Des voix féminines de plus en plus nombreuses à dénoncer l’âgisme

Cette pression insidieuse, de nombreuses actrices y sont confrontées, à commencer par Andie MacDowell. Dans une interview pour Allure en mars 2025, elle dénonçait sans détour cette discrimination persistante : « On nous a fait un lavage de cerveau à ce sujet, on l’a accepté et transmis. » Même constat pour Kirsten Dunst, qui constate une raréfaction des bons rôles depuis qu’elle est devenue mère. L’actrice française Adeline Blondieau a, quant à elle, revendiqué son choix de rester naturelle, malgré les incitations à recourir à des injections dès l’âge de 33 ans. « Qui m’aime me suive ! », écrit-elle fièrement.

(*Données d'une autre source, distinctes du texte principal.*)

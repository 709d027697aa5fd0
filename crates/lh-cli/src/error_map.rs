use std::fmt::Display;
use std::path::Path;

use lh_core::HostError;

/// Prints the failure block of the stdout protocol and returns the exit code.
pub(crate) fn emit_error(error: HostError) -> i32 {
    println!("RESULT:ERROR");
    println!("ERROR_CODE:{}", error.code);
    println!("ERROR_MSG_JSON:{}", serde_json::Value::String(error.message));
    1
}

fn at_path<'a, E: Display>(
    code: &'static str,
    action: &'static str,
    path: &'a Path,
) -> impl FnOnce(E) -> HostError + 'a {
    move |error| {
        HostError::new(
            code,
            format!("Cannot {} {}: {}", action, path.display(), error),
        )
    }
}

pub(crate) fn map_cli_working_dir(error: std::io::Error) -> HostError {
    HostError::new(
        "CLI_SOURCE_PATH",
        format!("Cannot resolve the working directory: {}", error),
    )
}

pub(crate) fn map_cli_source_read(path: &Path) -> impl FnOnce(std::io::Error) -> HostError + '_ {
    at_path("CLI_SOURCE_READ", "read script", path)
}

pub(crate) fn map_cli_source_scan(
    root: &Path,
) -> impl FnOnce(std::path::StripPrefixError) -> HostError + '_ {
    at_path("CLI_SOURCE_SCAN", "scan scripts under", root)
}

/// `--arg` values are JSON; `position` is 1-based.
pub(crate) fn map_cli_arg_invalid(
    position: usize,
    raw: &str,
) -> impl FnOnce(serde_json::Error) -> HostError + '_ {
    move |error| {
        HostError::new(
            "CLI_ARG_INVALID",
            format!("Argument {} ({}) is not JSON: {}", position, raw, error),
        )
    }
}

pub(crate) fn map_cli_state_write<E: Display>(path: &Path) -> impl FnOnce(E) -> HostError + '_ {
    at_path("CLI_STATE_WRITE", "write host state", path)
}

pub(crate) fn map_cli_state_read(path: &Path) -> impl FnOnce(std::io::Error) -> HostError + '_ {
    at_path("CLI_STATE_READ", "read host state", path)
}

pub(crate) fn map_cli_state_invalid(
    path: &Path,
) -> impl FnOnce(serde_json::Error) -> HostError + '_ {
    at_path("CLI_STATE_INVALID", "parse host state", path)
}
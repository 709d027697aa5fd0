use std::collections::BTreeMap;
use std::sync::Arc;

use lh_core::{HostError, ScriptValue};

/// The embedded language engine a [`crate::ScriptInstance`] drives.
///
/// Dropping the interpreter releases it.
pub trait Interpreter: Sized {
    type Function: Clone;

    /// Compiles and runs the top level of `source`. Every name exposed by
    /// `host_functions` is callable from the script.
    fn compile(
        chunk_name: &str,
        source: &str,
        host_functions: Arc<dyn HostFunctionRegistry>,
    ) -> Result<Self, HostError>;

    /// Global function named `name`, if the global holds a function.
    fn function(&self, name: &str) -> Option<Self::Function>;

    /// Runs `function` and converts its return value. A function that ran
    /// but returned something without a [`ScriptValue`] form fails with
    /// `RETURN_UNSUPPORTED`.
    fn call(&self, function: &Self::Function, args: &[ScriptValue])
        -> Result<ScriptValue, HostError>;

    /// Runs `function` and drops whatever it returns.
    fn run(&self, function: &Self::Function, args: &[ScriptValue]) -> Result<(), HostError>;

    fn global(&self, name: &str) -> Result<ScriptValue, HostError>;

    fn set_global(&self, name: &str, value: &ScriptValue) -> Result<(), HostError>;
}

pub trait HostFunctionRegistry: Send + Sync {
    fn call(&self, name: &str, args: &[ScriptValue]) -> Result<ScriptValue, HostError>;
    fn names(&self) -> &[String];
}

#[derive(Debug, Default)]
pub struct EmptyHostFunctionRegistry {
    names: Vec<String>,
}

impl HostFunctionRegistry for EmptyHostFunctionRegistry {
    fn call(&self, _name: &str, _args: &[ScriptValue]) -> Result<ScriptValue, HostError> {
        Err(HostError::new(
            "HOST_FUNCTION_MISSING",
            "Host function registry is empty.",
        ))
    }

    fn names(&self) -> &[String] {
        &self.names
    }
}

type HostFunction = Box<dyn Fn(&[ScriptValue]) -> Result<ScriptValue, HostError> + Send + Sync>;

/// Host functions registered once at start-up and shared by every script
/// instance built with them.
#[derive(Default)]
pub struct HostFunctions {
    names: Vec<String>,
    functions: BTreeMap<String, HostFunction>,
}

impl HostFunctions {
    pub fn new() -> Self {
        Self::default()
    }

    /// Registers `function` under `name`. The first registration of a name wins.
    pub fn register<F>(&mut self, name: impl Into<String>, function: F) -> &mut Self
    where
        F: Fn(&[ScriptValue]) -> Result<ScriptValue, HostError> + Send + Sync + 'static,
    {
        let name = name.into();
        if !self.functions.contains_key(&name) {
            self.names.push(name.clone());
            self.functions.insert(name, Box::new(function));
        }
        self
    }

    pub fn contains(&self, name: &str) -> bool {
        self.functions.contains_key(name)
    }

    pub fn into_registry(self) -> Arc<dyn HostFunctionRegistry> {
        Arc::new(self)
    }
}

impl HostFunctionRegistry for HostFunctions {
    fn call(&self, name: &str, args: &[ScriptValue]) -> Result<ScriptValue, HostError> {
        let Some(function) = self.functions.get(name) else {
            return Err(HostError::new(
                "HOST_FUNCTION_MISSING",
                format!("Host function \"{}\" is not registered.", name),
            ));
        };
        function(args).map_err(|error| {
            HostError::new(
                "HOST_FUNCTION_ERROR",
                format!("Host function \"{}\" failed: {}", name, error),
            )
        })
    }

    fn names(&self) -> &[String] {
        &self.names
    }
}
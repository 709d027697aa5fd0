use std::collections::BTreeMap;
use std::fs;
use std::path::{Path, PathBuf};
use std::time::Duration;

use lh_core::HostError;
use serde::{Deserialize, Serialize};

pub const DEFAULT_RELOAD_DEBOUNCE_MS: u64 = 1400;

fn default_reload_debounce_ms() -> u64 {
    DEFAULT_RELOAD_DEBOUNCE_MS
}

/// Where a component reads its script text from.
#[derive(Debug, Clone, PartialEq, Eq, Serialize, Deserialize)]
#[serde(tag = "mode", rename_all = "camelCase")]
pub enum ScriptSource {
    /// Text held in the configuration and edited in place.
    Literal { text: String },
    /// A script file, re-read on every build.
    File { path: PathBuf },
}

impl ScriptSource {
    pub fn load(&self) -> Result<String, HostError> {
        match self {
            Self::Literal { text } => Ok(text.clone()),
            Self::File { path } => fs::read_to_string(path).map_err(|error| {
                HostError::new(
                    "SOURCE_READ",
                    format!("Failed to read script \"{}\": {}", path.display(), error),
                )
            }),
        }
    }

    pub fn is_literal(&self) -> bool {
        matches!(self, Self::Literal { .. })
    }
}

#[derive(Debug, Clone, Copy, Default, PartialEq, Eq, Serialize, Deserialize)]
#[serde(rename_all = "camelCase")]
pub enum ExecutionContext {
    /// Interactive editing. `EditorOnly` functions run and source edits
    /// reload without delay.
    Editor,
    #[default]
    Playing,
}

#[derive(Debug, Clone, PartialEq, Serialize, Deserialize)]
#[serde(rename_all = "camelCase")]
pub struct ComponentConfig {
    pub name: String,
    pub source: ScriptSource,
    #[serde(default)]
    pub context: ExecutionContext,
    #[serde(default = "default_reload_debounce_ms")]
    pub reload_debounce_ms: u64,
    /// Values for `#Exposed` globals, keyed by variable name.
    #[serde(default)]
    pub initial_values: BTreeMap<String, serde_json::Value>,
}

impl ComponentConfig {
    pub fn literal(name: impl Into<String>, text: impl Into<String>) -> Self {
        Self::with_source(name, ScriptSource::Literal { text: text.into() })
    }

    pub fn file(name: impl Into<String>, path: impl Into<PathBuf>) -> Self {
        Self::with_source(name, ScriptSource::File { path: path.into() })
    }

    fn with_source(name: impl Into<String>, source: ScriptSource) -> Self {
        Self {
            name: name.into(),
            source,
            context: ExecutionContext::default(),
            reload_debounce_ms: DEFAULT_RELOAD_DEBOUNCE_MS,
            initial_values: BTreeMap::new(),
        }
    }

    pub fn from_json_str(text: &str) -> Result<Self, HostError> {
        serde_json::from_str(text).map_err(|error| {
            HostError::new(
                "CONFIG_INVALID",
                format!("Invalid component config: {}", error),
            )
        })
    }

    pub fn from_path(path: &Path) -> Result<Self, HostError> {
        let text = fs::read_to_string(path).map_err(|error| {
            HostError::new(
                "CONFIG_READ",
                format!("Failed to read config \"{}\": {}", path.display(), error),
            )
        })?;
        Self::from_json_str(&text)
    }

    pub fn reload_debounce(&self) -> Duration {
        Duration::from_millis(self.reload_debounce_ms)
    }

    pub fn is_editor(&self) -> bool {
        self.context == ExecutionContext::Editor
    }
}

Romane Bohringer, une artiste libre avant tout

Au-delà des attaques, Romane Bohringer incarne une actrice-réalisatrice engagée, sincère, libre de ses choix artistiques comme de son apparence. En portant à l’écran un récit aussi personnel que « Dites-lui que je l’aime », elle rappelle l’essentiel : l’art, l’émotion, le vécu. Face à une société qui continue de juger les femmes sur leur âge plus que sur leur œuvre, elle oppose une œuvre forte, ancrée dans le réel, et un visage non retouché, porteur de vie et d’expériences.